Optei pela onda atual, os brinquedos surpresa. Algo no esquema do ovinho de chocolate com coisa dentro, mas, nesse caso, ao invés de custar pouco menos de R$ 10, o negócio custa muito mais que R$ 70, e você compra sem ter ideia do que vai vir dentro, muito menos se vai ser um brinquedo repetido ou um brinquedo merda.

(Quer dizer, brinquedo merda vai ser sempre, porque, enquanto que a expectativa era de que, por este preço, a surpresa viria cravejada de diamantes, a realidade é que ela é apenas uma bolinha de esponja com olhinhos.)

É tipo uma amostra para as crianças de como vai ser a vida adulta, com surpresinha todo mês. Cada boleto, um presente inesperado. Tem vezes em que o boletinho é fofo e custa só algumas centenas, mas tem vezes em que ele é ruim ou repetido, e, pelo segundo mês consecutivo, a fatura do cartão de crédito ultrapassa os R$ 2 mil. Como não amar?

Pois obviamente a criança amou o embrulho, a embalagem, o mimo lá dentro, tudo. Curtiu também o cinema com balde de pipoca e tonel de refrigerante, o parque com água de coco inflacionada e aluguel de patins, o sorvete, o gibi, o uber, o almoço com o amigo da escola, os ingressos da peça, o milho cozido na porta do teatro.

E, por mais que, nesse momento, quando bato as linhas finais desse texto – três horas depois que bati as iniciais, vale dizer, porque, enquanto tentava desenvolver uma ideia, também mandava jantar direito, escovar os dentes, arrumar a mochila sem esculacho -, o celular apite cobrando minha alma como entrada de todas as dívidas contraídas no fim de semana, sei que vou dormir tão ou mais feliz que o menino que agora ressona abraçado ao brinquedo.

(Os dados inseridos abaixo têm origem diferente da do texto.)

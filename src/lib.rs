//! # gaugecfg
//!
//! A path-mutation, versioned-migration and normalization engine for
//! gauge-card configuration trees.
//!
//! Configurations are loosely-typed, arbitrarily nested JSON trees
//! ([`serde_json::Value`]) addressed by dot-separated paths. This crate
//! provides the pure, copy-on-write core that reads, writes, moves and
//! deletes values inside such trees, rewrites configurations produced by
//! older schema versions into the current schema, classifies structurally
//! similar segment shapes, and cleans up trees after interactive edits.
//!
//! ## Features
//!
//! - Copy-on-write tree primitives: the input tree is never mutated, every
//!   call yields an independent result tree
//! - Deterministic success/failure signaling through return values, never
//!   through panics or exceptions
//! - An idempotent, ordered migration pipeline safe to re-apply
//! - Structural shape classification for segment lists (threshold-keyed,
//!   position-keyed, template, or absent)
//! - A post-edit normalizer enforcing cross-field consistency
//!
//! ## Quick Start
//!
//! ```rust
//! use gaugecfg::migrate::migrate_config;
//! use serde_json::json;
//!
//! let legacy = json!({
//!     "name": "Kitchen",
//!     "severity": { "green": 0, "red": 50 },
//! });
//!
//! let current = migrate_config(&legacy);
//! assert_eq!(current["titles"]["primary"], json!("Kitchen"));
//! assert!(current.get("severity").is_none());
//! assert!(current["segments"].is_array());
//! ```
//!
//! ## Modules
//!
//! - [`tree`] - Typed paths and copy-on-write tree mutation primitives
//! - [`segment`] - Segment shape classification and conversion
//! - [`migrate`] - Ordered schema migration pipeline
//! - [`feature`] - Type-discriminated feature block registry
//! - [`normalize`] - Post-edit cross-field cleanup
//! - [`card`] - Typed current-schema configuration structures
//! - [`validate`] - Structural validation boundary
//! - [`load`] - Configuration file ingestion workflow

/// Typed current-schema configuration structures.
pub mod card;

/// Lookup, insert and removal over type-discriminated feature blocks.
pub mod feature;

/// Configuration file ingestion: read, migrate, validate.
pub mod load;

/// Ordered schema migration pipeline.
pub mod migrate;

/// Post-edit cleanup enforcing cross-field consistency.
pub mod normalize;

/// Segment shape classification and conversion.
pub mod segment;

/// Typed paths and copy-on-write tree mutation primitives.
pub mod tree;

/// Structural validation boundary.
pub mod validate;

pub use card::GaugeCardConfig;
pub use serde_json::Value;
pub use tree::{PathError, TreePath};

Porque danem-se os boletinhos surpresa, que neles a gente dá um jeito depois. O que eu quero manter na cabeça agora e não me esquecer nunca é do espanto satisfeito de olhar para o meu filho, e pensar também na sorte que é a gente ainda ter pela frente muitos feriados e dias normais para passar juntos. Feliz dias, crianças.